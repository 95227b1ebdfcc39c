use crate::math::*;

/// A ray with an unnormalized direction. Directions are not renormalized
/// when a ray enters an instance, so `t` is the same in every space.
#[derive(Debug, Clone, Copy, PartialEq, Default)]
pub struct Ray {
    pub origin: Point3f,
    pub direction: Vec3f,
    /// Carried through instances unchanged
    pub time: Float,
}

impl Ray {
    #[inline]
    pub const fn new(origin: Point3f, direction: Vec3f) -> Self {
        Self { origin, direction, time: 0.0 }
    }

    #[inline]
    pub const fn with_time(self, time: Float) -> Self {
        Self { time, ..self }
    }

    #[inline]
    pub fn at(&self, t: Float) -> Point3f {
        self.origin + self.direction * t
    }
}

/// Relative scale of the self-intersection offset.
pub const RAY_EPSILON: Float = 1e-4;

/// Pushes `p` off its surface along the geometric normal `n`, towards the
/// side `w` points to. The offset grows with the magnitude of `p`.
#[inline]
pub fn offset_ray_origin(p: Point3f, n: Normal3f, w: Vec3f) -> Point3f {
    let scale = RAY_EPSILON * (1.0 + Vec3f::from(p).abs().max_element());
    let offset = Vec3f::from(n) * scale;
    if w.dot(n) < 0.0 { p - offset } else { p + offset }
}

#[inline]
pub fn spawn_ray(p: Point3f, n: Normal3f, w: Vec3f) -> Ray {
    Ray::new(offset_ray_origin(p, n, w), w)
}

/// A shadow ray from `p` towards `p_to`, parameterized so the target sits
/// at `t = 1`. Both endpoints are offset off their surfaces.
#[inline]
pub fn spawn_ray_to(p: Point3f, n: Normal3f, p_to: Point3f, n_to: Option<Normal3f>) -> Ray {
    let origin = offset_ray_origin(p, n, p_to - p);
    let target = match n_to {
        Some(n_to) => offset_ray_origin(p_to, n_to, origin - p_to),
        None => p_to,
    };
    Ray::new(origin, target - origin)
}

## [Exercise]
Would you copy out exactly the lines above that start at the one containing "use crate::math::*;" and end at the one containing "the target sits", inclusive?

## [Response area]
use crate::math::*;

/// A ray with an unnormalized direction. Directions are not renormalized
/// when a ray enters an instance, so `t` is the same in every space.
#[derive(Debug, Clone, Copy, PartialEq, Default)]
pub struct Ray {
    pub origin: Point3f,
    pub direction: Vec3f,
    /// Carried through instances unchanged
    pub time: Float,
}

impl Ray {
    #[inline]
    pub const fn new(origin: Point3f, direction: Vec3f) -> Self {
        Self { origin, direction, time: 0.0 }
    }

    #[inline]
    pub const fn with_time(self, time: Float) -> Self {
        Self { time, ..self }
    }

    #[inline]
    pub fn at(&self, t: Float) -> Point3f {
        self.origin + self.direction * t
    }
}

/// Relative scale of the self-intersection offset.
pub const RAY_EPSILON: Float = 1e-4;

/// Pushes `p` off its surface along the geometric normal `n`, towards the
/// side `w` points to. The offset grows with the magnitude of `p`.
#[inline]
pub fn offset_ray_origin(p: Point3f, n: Normal3f, w: Vec3f) -> Point3f {
    let scale = RAY_EPSILON * (1.0 + Vec3f::from(p).abs().max_element());
    let offset = Vec3f::from(n) * scale;
    if w.dot(n) < 0.0 { p - offset } else { p + offset }
}

#[inline]
pub fn spawn_ray(p: Point3f, n: Normal3f, w: Vec3f) -> Ray {
    Ray::new(offset_ray_origin(p, n, w), w)
}

/// A shadow ray from `p` towards `p_to`, parameterized so the target sits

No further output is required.